No indexes or constraints (such as primary keys) are allowed on a stream.
Data inserted into the stream is not stored in the database. The stream is an ephemeral container used only for analysis and/or passing data through VoltDB to other systems via the export function.
Combining streams with views lets you perform summary analysis on data passing through VoltDB without having to store all of the underlying data. For example, you might want to know how many times users access a website and their most recent visit. But you do not need to store a record for each visit. In this case, you can create a stream, visits, to capture the event and a view, visit_by_user, to capture the cumulative data:
CREATE STREAM visits PARTITION ON COLUMN user_id ( user_id BIGINT NOT NULL, login TIMESTAMP ); CREATE VIEW visit_by_user ( user_id, total_visits, last_visit ) AS SELECT user_id, COUNT(*), MAX(login) FROM visits GROUP BY user_id;
When creating a view on a stream, the stream must be partitioned and the partition column must appear in the view. Another special feature of views on streams is that, because there is no underlying data stored for the view, VoltDB lets you modify the views content manually by issuing UPDATE and DELETE statements on the view. (This ability to manipulate the view is only available for views on streams. You cannot UPDATE or DELETE a view on a table; you must modify the data in the underlying table instead.)
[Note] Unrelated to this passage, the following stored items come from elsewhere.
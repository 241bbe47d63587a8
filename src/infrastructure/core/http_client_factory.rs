use reqwest::Client;
use reqwest_middleware::{ClientBuilder, ClientWithMiddleware};
use reqwest_retry::{RetryTransientMiddleware, policies::ExponentialBackoff};
use std::time::Duration;

pub struct HttpClientFactory;

impl HttpClientFactory {
    /// Client for check-management API calls, with retry middleware.
    ///
    /// Retries transient failures (connect errors, 5xx, 429) with exponential
    /// backoff, up to 3 times.
    pub fn create_api_client() -> ClientWithMiddleware {
        let retry_policy = ExponentialBackoff::builder().build_with_max_retries(3);

        let client = Client::builder()
            .pool_max_idle_per_host(2)
            .timeout(Duration::from_secs(30))
            .connect_timeout(Duration::from_secs(10))
            .build()
            .unwrap_or_else(|_| Client::new());

        ClientBuilder::new(client)
            .with(RetryTransientMiddleware::new_with_policy(retry_policy))
            .build()
    }

    /// Client for trap submissions.
    ///
    /// No retry middleware. The whole request, body included, is bounded by
    /// `timeout`.
    pub fn create_submission_client(timeout: Duration) -> Client {
        Client::builder()
            .pool_max_idle_per_host(2)
            .timeout(timeout)
            .connect_timeout(timeout.min(Duration::from_secs(10)))
            .build()
            .unwrap_or_else(|_| Client::new())
    }
}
For example, if you only care about a daily rollup of visits, you can use DELETE with the stream name to clear the data at midnight every night:
DELETE FROM visit_by_user;
Or if you need to adjust the cumulative analysis to, say, "reset" the entry for a specific user, you can use UPDATE:
UPDATE visit_by_user SET total_visits = 0, last_visit = NULL WHERE user_id = ?;
Streams can also be used to export data out of VoltDB into other systems, such as Kafka, CSV files, and so on. To export data into another system, you start by declaring one or more streams defining the data that will be sent to the external system. In the CREATE STREAM statement you also specify the named target for the export:
CREATE STREAM visits
EXPORT TO TARGET archive (
user_id BIGINT NOT NULL,
login TIMESTAMP
);
As soon as you declare the EXPORT TO TARGET clause for a stream, any data inserted into the stream is queued for export. If the export target is not defined in the database configuration, then the data waits in the queue. Once the export target is configured, the export connector begins sending the queued data to the configured destination. See Chapter 15, Streaming Data: Import, Export, and Migration for more information on configuring export targets.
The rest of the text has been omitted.